« Si je continue à lire Gide ainsi que je le fais, je ne pourrai bientôt plus écrire qu'en le plagiant. »*
L'auteur de cette remarque a 18 ans. Nous sommes en 1940. Qu'importe la jeunesse et la guerre, Jacques Brenner sait qu'il sera un écrivain et il a déjà un avis bien tranché sur ses futurs « confrères » qu'il mettra plus tard à profit dans ses tableaux et autres histoires de la littérature :
« Gide écrit d'abord La Tentative, Le Voyage d'Urien, Paludes... et tous ces romans où l'auteur ignore la vie courante prennent une sorte de valeur d'éternité. L'atmosphère, le monde créé est absolu, cet absolu a une valeur métaphysique.
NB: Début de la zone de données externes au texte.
//! Minimal-explanation search.
//!
//! Given a boolean constraint and the entry it evaluated under, finds a
//! smallest subexpression whose value alone determines the whole result,
//! so the violation message can quote one failing conjunct instead of the
//! entire constraint. Runs in linear time: boolean results come out of the
//! evaluation cache populated by the main evaluation, node counts out of
//! the size cache.

use pipegate_core::{size, BinaryOp, ExprKind, Expression, SizeCache, Type, UnaryOp};

use crate::entry::EvaluationContext;
use crate::error::EvalError;
use crate::interpret::{eval_to_bool, EvaluationCache};

/// Finds a smallest subexpression of `expr` that determines its value
/// under `ctx`.
///
/// At each connective, a side that decides the result by itself wins; when
/// both sides are needed, the larger (by node count) of the two minimal
/// explanations is chosen so the user sees the more informative witness,
/// with ties going to the left side. Only boolean nodes are traversed;
/// reaching a non-boolean node is an internal error.
pub fn minimal_subexpression<'a>(
    expr: &'a Expression,
    ctx: &EvaluationContext,
    eval_cache: &mut EvaluationCache,
    size_cache: &mut SizeCache,
) -> Result<&'a Expression, EvalError> {
    if expr.ty != Type::Boolean {
        return Err(EvalError::NonBooleanExplanation {
            quote: ctx.source.quote_span(&expr.span).unwrap_or_default(),
        });
    }
    match &expr.kind {
        ExprKind::Unary {
            op: UnaryOp::Not,
            operand,
        } => minimal_subexpression(operand, ctx, eval_cache, size_cache),

        ExprKind::Binary { op, left, right } if op.is_connective() => {
            let l = eval_to_bool(left, ctx, Some(eval_cache))?;
            match op {
                BinaryOp::And => {
                    if !l {
                        minimal_subexpression(left, ctx, eval_cache, size_cache)
                    } else if !eval_to_bool(right, ctx, Some(eval_cache))? {
                        minimal_subexpression(right, ctx, eval_cache, size_cache)
                    } else {
                        // Both sides true: neither determines the result
                        // alone, so quote the weightier witness.
                        larger_of(left, right, ctx, eval_cache, size_cache)
                    }
                }
                BinaryOp::Or => {
                    if l {
                        minimal_subexpression(left, ctx, eval_cache, size_cache)
                    } else if eval_to_bool(right, ctx, Some(eval_cache))? {
                        minimal_subexpression(right, ctx, eval_cache, size_cache)
                    } else {
                        larger_of(left, right, ctx, eval_cache, size_cache)
                    }
                }
                // `lhs -> rhs` behaves as `!lhs || rhs`.
                BinaryOp::Implies => {
                    if !l {
                        minimal_subexpression(left, ctx, eval_cache, size_cache)
                    } else if eval_to_bool(right, ctx, Some(eval_cache))? {
                        minimal_subexpression(right, ctx, eval_cache, size_cache)
                    } else {
                        larger_of(left, right, ctx, eval_cache, size_cache)
                    }
                }
                _ => unreachable!("is_connective covers exactly these"),
            }
        }

        // Comparisons, boolean variables, and literals explain themselves.
        _ => Ok(expr),
    }
}

fn larger_of<'a>(
    left: &'a Expression,
    right: &'a Expression,
    ctx: &EvaluationContext,
    eval_cache: &mut EvaluationCache,
    size_cache: &mut SizeCache,
) -> Result<&'a Expression, EvalError> {
    let el = minimal_subexpression(left, ctx, eval_cache, size_cache)?;
    let er = minimal_subexpression(right, ctx, eval_cache, size_cache)?;
    if size(el, size_cache) >= size(er, size_cache) {
        Ok(el)
    } else {
        Ok(er)
    }
}

// ──────────────────────────────────────────────
// Tests
// ──────────────────────────────────────────────

#[cfg(test)]
mod tests {
    use super::*;
    use pipegate_core::{ConstraintSource, SourceSpan};

    use crate::entry::{ConstraintContext, ParsedEntry};
    use crate::interpret::eval;
    use crate::value::Integer;

    fn sp(tag: u32) -> SourceSpan {
        // Distinct spans let assertions identify which node was chosen.
        SourceSpan::new(tag, 1, tag, 2)
    }

    fn e(ty: Type, tag: u32, kind: ExprKind) -> Expression {
        Expression::new(ty, sp(tag), kind)
    }

    fn int_lit(tag: u32, v: i64) -> Expression {
        e(Type::ArbitraryInt, tag, ExprKind::IntLit(Integer::from(v)))
    }

    /// `priority <op> n` -- a three-node boolean leaf for the search.
    fn priority_cmp(tag: u32, op: BinaryOp, n: i64) -> Expression {
        e(
            Type::Boolean,
            tag,
            ExprKind::Binary {
                op,
                left: Box::new(e(
                    Type::ArbitraryInt,
                    tag,
                    ExprKind::Variable("priority".to_string()),
                )),
                right: Box::new(int_lit(tag, n)),
            },
        )
    }

    fn connective(tag: u32, op: BinaryOp, l: Expression, r: Expression) -> Expression {
        e(
            Type::Boolean,
            tag,
            ExprKind::Binary {
                op,
                left: Box::new(l),
                right: Box::new(r),
            },
        )
    }

    fn ctx(source: &ConstraintSource, priority: i64) -> EvaluationContext<'_> {
        EvaluationContext {
            context: ConstraintContext::Entry(ParsedEntry {
                table_name: "acl".to_string(),
                priority: Integer::from(priority),
                keys: Default::default(),
            }),
            source,
        }
    }

    fn explain<'a>(expr: &'a Expression, ctx: &EvaluationContext) -> &'a Expression {
        let mut eval_cache = EvaluationCache::new();
        let mut size_cache = SizeCache::new();
        eval(expr, ctx, Some(&mut eval_cache)).unwrap();
        minimal_subexpression(expr, ctx, &mut eval_cache, &mut size_cache).unwrap()
    }

    #[test]
    fn failing_conjunct_wins_over_the_conjunction() {
        // priority > 10 && priority < 15, with priority = 20: only the
        // right conjunct fails, so it alone is the explanation.
        let src = ConstraintSource::default();
        let c = ctx(&src, 20);
        let expr = connective(
            1,
            BinaryOp::And,
            priority_cmp(2, BinaryOp::Gt, 10),
            priority_cmp(3, BinaryOp::Lt, 15),
        );
        let witness = explain(&expr, &c);
        assert_eq!(witness.span, sp(3));
    }

    #[test]
    fn explanation_evaluates_like_the_whole_expression() {
        let src = ConstraintSource::default();
        let c = ctx(&src, 20);
        let expr = connective(
            1,
            BinaryOp::And,
            priority_cmp(2, BinaryOp::Gt, 10),
            priority_cmp(3, BinaryOp::Lt, 15),
        );
        let mut cache = EvaluationCache::new();
        let whole = eval(&expr, &c, Some(&mut cache)).unwrap();
        let mut size_cache = SizeCache::new();
        let witness = minimal_subexpression(&expr, &c, &mut cache, &mut size_cache).unwrap();
        assert_eq!(eval(witness, &c, None).unwrap(), whole);
    }

    #[test]
    fn both_sides_needed_picks_the_larger_witness() {
        // false || false: the left side is a bare comparison (3 nodes),
        // the right compares an arithmetic term (5 nodes).
        let src = ConstraintSource::default();
        let c = ctx(&src, 0);
        let bigger = e(
            Type::Boolean,
            3,
            ExprKind::Binary {
                op: BinaryOp::Gt,
                left: Box::new(e(
                    Type::ArbitraryInt,
                    3,
                    ExprKind::Binary {
                        op: BinaryOp::Add,
                        left: Box::new(e(
                            Type::ArbitraryInt,
                            3,
                            ExprKind::Variable("priority".to_string()),
                        )),
                        right: Box::new(int_lit(3, 1)),
                    },
                )),
                right: Box::new(int_lit(3, 10)),
            },
        );
        let expr = connective(1, BinaryOp::Or, priority_cmp(2, BinaryOp::Gt, 10), bigger);
        let witness = explain(&expr, &c);
        assert_eq!(witness.span, sp(3));
    }

    #[test]
    fn equal_sizes_prefer_the_left_side() {
        let src = ConstraintSource::default();
        let c = ctx(&src, 50);
        // Both conjuncts true and the same size.
        let expr = connective(
            1,
            BinaryOp::And,
            priority_cmp(2, BinaryOp::Gt, 10),
            priority_cmp(3, BinaryOp::Gt, 20),
        );
        let witness = explain(&expr, &c);
        assert_eq!(witness.span, sp(2));
    }

    #[test]
    fn implies_explains_its_false_premise() {
        let src = ConstraintSource::default();
        let c = ctx(&src, 5);
        // priority > 10 -> priority > 100, premise false: vacuously true,
        // explained by the premise.
        let expr = connective(
            1,
            BinaryOp::Implies,
            priority_cmp(2, BinaryOp::Gt, 10),
            priority_cmp(3, BinaryOp::Gt, 100),
        );
        let witness = explain(&expr, &c);
        assert_eq!(witness.span, sp(2));
    }

    #[test]
    fn negation_is_transparent() {
        let src = ConstraintSource::default();
        let c = ctx(&src, 20);
        let expr = e(
            Type::Boolean,
            1,
            ExprKind::Unary {
                op: UnaryOp::Not,
                operand: Box::new(priority_cmp(2, BinaryOp::Gt, 10)),
            },
        );
        let witness = explain(&expr, &c);
        assert_eq!(witness.span, sp(2));
    }

    #[test]
    fn non_boolean_nodes_are_not_traversed() {
        let src = ConstraintSource::default();
        let c = ctx(&src, 0);
        let expr = int_lit(1, 4);
        let mut eval_cache = EvaluationCache::new();
        let mut size_cache = SizeCache::new();
        let err = minimal_subexpression(&expr, &c, &mut eval_cache, &mut size_cache).unwrap_err();
        assert!(matches!(err, EvalError::NonBooleanExplanation { .. }));
    }
}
Gide avançant dans la connaissance du monde écrira L'Immoraliste, La Porte étroite, La Pastorale, où la vie (courante) n'entre que par un seul côté. Ce n'est qu'avec Les Caves et surtout Les Monnayeurs que le je mourra... pour porter beaucoup de fruits. »**
Le tome 1 du Journal de Brenner porte en sous-titre « Du côté de chez Gide ». C'est la figure idéale, idéalisée, de l'écrivain pour ce jeune homosexuel passionné de lecture, de théâtre et qui ne rêve qu'à ouvrir une librairie et écrire lui-même des livres. Alors que France Culture va bientôt s'interroger sur l'influence de Gide en 2010, revenons en arrière pour essayer de comprendre ce qui a changé, et ce qui demeure dans cette influence.
Je pioche pour cela dans l'article de Brenner intitulé Reconnaissance paru en novembre 1951 dans l'Hommage à André Gide de la NRF :
« I
Ce qu'il représenta pour beaucoup de jeunes, voilà ce que je peux essayer de dire ici.
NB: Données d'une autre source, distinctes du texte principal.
fn eval_inner(
    expr: &Expression,
    ctx: &EvaluationContext,
    cache: &mut CacheSlot,
) -> Result<Value, EvalError> {
    if expr.ty == Type::Boolean {
        if let Some(c) = cache.as_deref() {
            if let Some(&b) = c.get(&NodeId::of(expr)) {
                return Ok(Value::Bool(b));
            }
        }
    }

    let value = match &expr.kind {
        ExprKind::BoolLit(b) => Value::Bool(*b),
        ExprKind::IntLit(i) => Value::Int(i.clone()),
        ExprKind::StringLit(_) => {
            return Err(EvalError::MalformedExpression {
                message: "string literal outside a field selector position".to_string(),
                quote: quote(ctx, &expr.span),
            })
        }

        ExprKind::Variable(name) => match &ctx.context {
            ConstraintContext::Entry(entry) => {
                if let Some(v) = entry.keys.get(name) {
                    v.clone()
                } else if let Some(v) = attribute_value(name, entry) {
                    v
                } else {
                    return Err(EvalError::UnboundName {
                        name: name.clone(),
                        quote: quote(ctx, &expr.span),
                    });
                }
            }
            ConstraintContext::Action(action) => match action.params.get(name) {
                Some(i) => Value::Int(i.clone()),
                None => {
                    return Err(EvalError::UnboundName {
                        name: name.clone(),
                        quote: quote(ctx, &expr.span),
                    })
                }
            },
        },

        ExprKind::AttributeAccess(name) => match &ctx.context {
            ConstraintContext::Entry(entry) => match attribute_value(name, entry) {
                Some(v) => v,
                None => {
                    return Err(EvalError::UnboundName {
                        name: name.clone(),
                        quote: quote(ctx, &expr.span),
                    })
                }
            },
            ConstraintContext::Action(_) => {
                return Err(EvalError::UnboundName {
                    name: name.clone(),
                    quote: quote(ctx, &expr.span),
                })
            }
        },

        ExprKind::FieldAccess { base, field } => {
            let base_value = eval_inner(base, ctx, cache)?;
            match (base_value, field.as_str()) {
                (Value::Exact { value }, "value") => Value::Int(value),
                (Value::Ternary { value, .. }, "value") => Value::Int(value),
                (Value::Ternary { mask, .. }, "mask") => Value::Int(mask),
                (Value::Lpm { value, .. }, "value") => Value::Int(value),
                (Value::Lpm { prefix_length, .. }, "prefix_length") => Value::Int(prefix_length),
                (Value::Range { low, .. }, "low") => Value::Int(low),
                (Value::Range { high, .. }, "high") => Value::Int(high),
                (other, _) => {
                    return Err(EvalError::IllegalFieldAccess {
                        field: field.clone(),
                        value_type: other.type_name().to_string(),
                        quote: quote(ctx, &expr.span),
                    })
                }
            }
        }

        ExprKind::Unary { op, operand } => match op {
            UnaryOp::Not => Value::Bool(!eval_to_bool_inner(operand, ctx, cache)?),
            // Negation is mathematical even when the operand's type is a
            // fixed-width unsigned; narrowing happens in a later cast.
            UnaryOp::Neg => {
                let i = expect_int(eval_inner(operand, ctx, cache)?, ctx, &operand.span)?;
                Value::Int(-i)
            }
        },

        ExprKind::Binary { op, left, right } => match op {
            BinaryOp::And => {
                let l = eval_to_bool_inner(left, ctx, cache)?;
                Value::Bool(if l {
                    eval_to_bool_inner(right, ctx, cache)?
                } else {
                    false
                })
            }
            BinaryOp::Or => {
                let l = eval_to_bool_inner(left, ctx, cache)?;
                Value::Bool(if l {
                    true
                } else {
                    eval_to_bool_inner(right, ctx, cache)?
                })
            }
            BinaryOp::Implies => {
                let l = eval_to_bool_inner(left, ctx, cache)?;
                Value::Bool(if l {
                    eval_to_bool_inner(right, ctx, cache)?
                } else {
                    true
                })
            }
            BinaryOp::Eq | BinaryOp::Ne => {
                let l = eval_inner(left, ctx, cache)?;
                let r = eval_inner(right, ctx, cache)?;
                let equal = values_equal(&l, &r).ok_or_else(|| EvalError::TypeMismatch {
                    expected: l.type_name().to_string(),
                    got: r.type_name().to_string(),
                    quote: quote(ctx, &expr.span),
                })?;
                Value::Bool(if *op == BinaryOp::Eq { equal } else { !equal })
            }
            BinaryOp::Gt | BinaryOp::Ge | BinaryOp::Lt | BinaryOp::Le => {
                let l = expect_int(eval_inner(left, ctx, cache)?, ctx, &left.span)?;
                let r = expect_int(eval_inner(right, ctx, cache)?, ctx, &right.span)?;
                Value::Bool(match op {
                    BinaryOp::Gt => l > r,
                    BinaryOp::Ge => l >= r,
                    BinaryOp::Lt => l < r,
                    BinaryOp::Le => l <= r,
                    _ => unreachable!(),
                })
            }
            BinaryOp::Add | BinaryOp::Sub | BinaryOp::Mul => {
                let l = expect_int(eval_inner(left, ctx, cache)?, ctx, &left.span)?;
                let r = expect_int(eval_inner(right, ctx, cache)?, ctx, &right.span)?;
                Value::Int(match op {
                    BinaryOp::Add => l + r,
                    BinaryOp::Sub => l - r,
                    BinaryOp::Mul => l * r,
                    _ => unreachable!(),
                })
            }
            BinaryOp::Concat => {
                let right_width =
                    right
                        .ty
                        .bitwidth()
                        .ok_or_else(|| EvalError::MalformedExpression {
                            message: format!(
                                "concat operand of type {} has no bit-width",
                                right.ty
                            ),
                            quote: quote(ctx, &right.span),
                        })?;
                let l = expect_int(eval_inner(left, ctx, cache)?, ctx, &left.span)?;
                let r = expect_int(eval_inner(right, ctx, cache)?, ctx, &right.span)?;
                Value::Int(numeric::concat(&l, &r, right_width))
            }
        },

        ExprKind::TypeCast(operand) => eval_cast(expr, operand, ctx, cache)?,
    };

    // Dynamic type check: the value's runtime shape must agree with the
    // node's declared type. A disagreement is a type-checker bug.
    if !value.has_type(&expr.ty) {
        return Err(EvalError::TypeMismatch {
            expected: expr.ty.to_string(),
            got: value.type_name().to_string(),
            quote: quote(ctx, &expr.span),
        });
    }

    if expr.ty == Type::Boolean {
        if let (Some(c), Value::Bool(b)) = (cache.as_deref_mut(), &value) {
            c.insert(NodeId::of(expr), *b);
        }
    }
    Ok(value)
}
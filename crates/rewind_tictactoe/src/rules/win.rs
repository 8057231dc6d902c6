//! Win detection logic for tic-tac-toe.

use super::super::{Board, Square, WinningLine};
use tracing::instrument;

/// The eight lines in evaluation order: rows, columns, diagonals.
pub const LINES: [WinningLine; 8] = [
    // Rows
    [0, 1, 2],
    [3, 4, 5],
    [6, 7, 8],
    // Columns
    [0, 3, 6],
    [1, 4, 7],
    [2, 5, 8],
    // Diagonals
    [0, 4, 8],
    [2, 4, 6],
];

/// Returns the first completed line on the board.
///
/// Lines are scanned in [`LINES`] order, so a board with two completed
/// lines always reports the earlier one.
#[instrument(skip(board))]
pub fn check_winner(board: &Board) -> Option<WinningLine> {
    let squares = board.squares();
    LINES.into_iter().find(|&[a, b, c]| {
        squares[a] != Square::Empty && squares[a] == squares[b] && squares[a] == squares[c]
    })
}

#[cfg(test)]
mod tests {
    use super::super::super::{Mark, Position};
    use super::*;

    fn board_with(mark: Mark, cells: &[usize]) -> Board {
        cells.iter().fold(Board::new(), |board, &i| {
            board.with_mark(Position::ALL[i], mark)
        })
    }

    #[test]
    fn test_no_winner_empty_board() {
        assert_eq!(check_winner(&Board::new()), None);
    }

    #[test]
    fn test_every_line_is_detected() {
        for line in LINES {
            for mark in [Mark::X, Mark::O] {
                let board = board_with(mark, &line);
                assert_eq!(check_winner(&board), Some(line));
                assert_eq!(board.squares()[line[0]], Square::Occupied(mark));
            }
        }
    }

    #[test]
    fn test_mixed_line_is_not_a_win() {
        let board = board_with(Mark::X, &[0, 1]).with_mark(Position::TopRight, Mark::O);
        assert_eq!(check_winner(&board), None);
    }

    #[test]
    fn test_no_winner_incomplete() {
        let board = board_with(Mark::X, &[0, 4]);
        assert_eq!(check_winner(&board), None);
    }

    #[test]
    fn test_first_line_in_order_wins() {
        // Top row and left column both complete.
        let board = board_with(Mark::X, &[0, 1, 2, 3, 6]);
        assert_eq!(check_winner(&board), Some([0, 1, 2]));
    }

    /// Every line completed by the same mark, in [`LINES`] order.
    fn completed_lines(board: &Board) -> Vec<WinningLine> {
        LINES
            .into_iter()
            .filter(|line| {
                let [a, b, c] = line.map(|i| board.squares()[i]);
                a.mark().is_some() && a == b && b == c
            })
            .collect()
    }

    #[test]
    fn test_every_board_reports_its_first_completed_line() {
        const CELL_STATES: [Square; 3] =
            [Square::Empty, Square::Occupied(Mark::X), Square::Occupied(Mark::O)];

        for code in 0..3usize.pow(9) {
            let mut rest = code;
            let squares = std::array::from_fn(|_| {
                let square = CELL_STATES[rest % 3];
                rest /= 3;
                square
            });
            let board = Board::from_squares(squares);

            let expected = completed_lines(&board).first().copied();
            assert_eq!(check_winner(&board), expected, "board {}", code);
        }
    }
}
Jamais plus, je pense, un écrivain ne me procurera un étonnement, puis un enthousiasme comparables à ceux que, durant l'été de ma seizième année, j'éprouvai lorsque je lus pour la première fois André Gide. C'était à Tulle. J'avais acheté Si le grain... dans la Select-Collection aux couvertures si laidement illustrées. Je crois que ce fut l'irruption de la littérature dans ma vie. Ou plutôt la fin de la séparation entre la vie et la littérature. J'avais dévoré beaucoup de livres jusque-là, mais au hasard et sans être concerné par ce que je lisais. Il s'agissait de divertissement : je prenais plaisir à des fictions sans rapport avec mes préoccupations. La communication réelle semblait impossible. Soudain, comme cet auteur était proche. Il me parlait de ce monde où je vivais, me l'expliquait, me le découvrait et je n'avais plus besoin de ces mondes imaginaires où je désertais ma vie. Gide m'apparut comme un entraîneur.
Gide me donnait aussi une leçon d'écriture. Je connus la joie de lire une belle phrase. La littérature devenait un art, en même temps qu'un instrument de connaissance. A partir de Gide, j'allais pouvoir partir à la recherche de Stendhal et de Rousseau. A partir de Gide, sincèrement aimer Mallarmé, Racine, Ronsard.
Le moraliste resta inséparable de l'artiste. Je lus pèle-mêle tous ses livres (quelle œuvre variée !). Comme j'écoutai l'appel de l'aventure qu'est Paludes, la mise en garde qu'est Saül, combien me touchèrent l'ironie des Caves, la lucidité des Faux Monnayeurs, la noblesse d'Œdipe, l'hymne à la joie des Nouvelles Nourritures. Je ne vis jamais une littérature d'évasion, mais tout le contraire, dans cette œuvre qui m'ouvrit les yeux sur tant de choses, m'éclaira sur les autres et sur moi-même, cette œuvre qui chante l'idée de progrès et nous invite à toujours aller un peu plus avant, à devenir. «Camarade, n'accepte pas la vie telle que te la proposent les hommes...» Gide assure : «Je ne me plais que tendu» et c'est à ses efforts pour s'obtenir de lui-même que j'ai toujours été le plus sensible.
Ce qu'a fortifié d'abord en moi cette œuvre, dont il n'est pas une ligne «que je ne reconnaisse», c'est le goût de la vérité et de l'honnêteté. Quant au courage et à l'indépendance, aucun écrivain n'en a montré jamais autant que Gide.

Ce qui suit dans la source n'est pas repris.